Seagulls flitted above the woman’s head as she cleaned and salted the fish she had just caught. Lean and carved, she looked more like a sculpture than a fisherwoman. As she raised a sharp rock to tear open the belly of a tilapia, we made eye contact for a moment. Then she looked away, flipping offcuts to the side. The gulls dove to snatch up the guts.

Watch: All About Lake Turkana

The woman was a member of the El Molo people, a nomadic fishing community on the shores of Lake Turkana, in northern Kenya, that has labored this way for thousands of years. It is not outlandish to suggest that our earliest ancestors might have come from here. Located in northern Kenya, where Ethiopia’s Omo River flows into the country, it is arguably the world’s greatest field laboratory for the study of human origins. Fossil finds have shown that the region harbors some of the earliest remnants of humankind.

I had come here by helicopter with Dr. Louise Leakey, 44, who could not have a better paleontology pedigree.
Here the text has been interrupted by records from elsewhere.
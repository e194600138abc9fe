use std::path::PathBuf;

use clap::{Args, Parser, Subcommand, builder::BoolishValueParser};

/// Command-line arguments for the postboard binary.
#[derive(Debug, Parser)]
#[command(name = "postboard", version, about = "Postboard publishing server")]
pub struct CliArgs {
    /// Optional path to a configuration file.
    #[arg(long = "config-file", env = "POSTBOARD_CONFIG_FILE", value_name = "PATH")]
    pub config_file: Option<PathBuf>,

    #[command(subcommand)]
    pub command: Option<Command>,
}

#[derive(Debug, Subcommand, Clone)]
pub enum Command {
    /// Run the HTTP server.
    Serve(Box<ServeArgs>),
    /// Apply pending database migrations and exit.
    Migrate(MigrateArgs),
}

#[derive(Debug, Args, Default, Clone)]
pub struct DatabaseOverride {
    /// Override the database connection URL.
    #[arg(long = "database-url", value_name = "URL")]
    pub database_url: Option<String>,
}

#[derive(Debug, Args, Default, Clone)]
pub struct ServeArgs {
    #[command(flatten)]
    pub overrides: ServeOverrides,
}

#[derive(Debug, Args, Default, Clone)]
pub struct MigrateArgs {
    #[command(flatten)]
    pub database: DatabaseOverride,
}

#[derive(Debug, Args, Default, Clone)]
pub struct ServeOverrides {
    /// Override the listener host.
    #[arg(long = "server-host", value_name = "HOST")]
    pub server_host: Option<String>,

    /// Override the listener port.
    #[arg(long = "server-port", value_name = "PORT")]
    pub server_port: Option<u16>,

    /// Override the base log level (trace|debug|info|warn|error).
    #[arg(long = "log-level", value_name = "LEVEL")]
    pub log_level: Option<String>,

    /// Toggle JSON logging.
    #[arg(
        long = "log-json",
        value_name = "BOOL",
        value_parser = BoolishValueParser::new()
    )]
    pub log_json: Option<bool>,

    #[command(flatten)]
    pub database: DatabaseOverride,

    /// Override the database pool size.
    #[arg(long = "database-max-connections", value_name = "COUNT")]
    pub database_max_connections: Option<u32>,
}
use std::sync::Arc;

use crate::application::admin::{categories::AdminCategoryService, posts::AdminPostService};
use crate::application::repos::HealthRepo;

#[derive(Clone)]
pub struct AdminState {
    pub posts: Arc<AdminPostService>,
    pub categories: Arc<AdminCategoryService>,
    pub health: Arc<dyn HealthRepo>,
}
In 1959, her grandparents, Mary and Louis Leakey, found a well-preserved cranium of a 1.75 million-year-old hominin, Paranthropus boisei, at Olduvai Gorge, Tanzania, which changed the scientific consensus about where human beings come from—until then, it had been Eurasia. In 1967, Louise Leakey’s father, Richard, discovered skulls and bones in the Omo Valley of Ethiopia that are among the oldest examples of Homo sapiens, subsequently determined to be some 195,000 years old. Later, Richard Leakey began focusing on the Lake Turkana area, where he was joined by his paleoanthropologist wife, Meave. In 1984, Kamoya Kimeu, a member of Leakey’s team, discovered “Turkana Boy,” a nearly complete skeleton that is the one of the earliest known Homo erectus specimens. In 1995, Meave unearthed bones at several sites southwest of Lake Turkana that moved scientific understanding of the beginnings of bipedalism back by 500,000 years, to about 4.2 million years ago.

Roots of Man in Kenya
Safari Collection's helicopter touches down beside a 2000-year-old cycad forest. Lorna Buchanan-Jardine ©The Safari Collection

“I grew up on the shores of Turkana,” Louise told me. She recalled setting out with her parents each day to Koobi Fora base camp, where they would place her in a basin of water to keep cool and amuse herself while they worked. When they finished, the family would hunt for crocodile teeth together, and in the evenings they would use nets to fish with the men from the camp. “Occasionally,” she added, “we would wake in the morning to find a lion kill.”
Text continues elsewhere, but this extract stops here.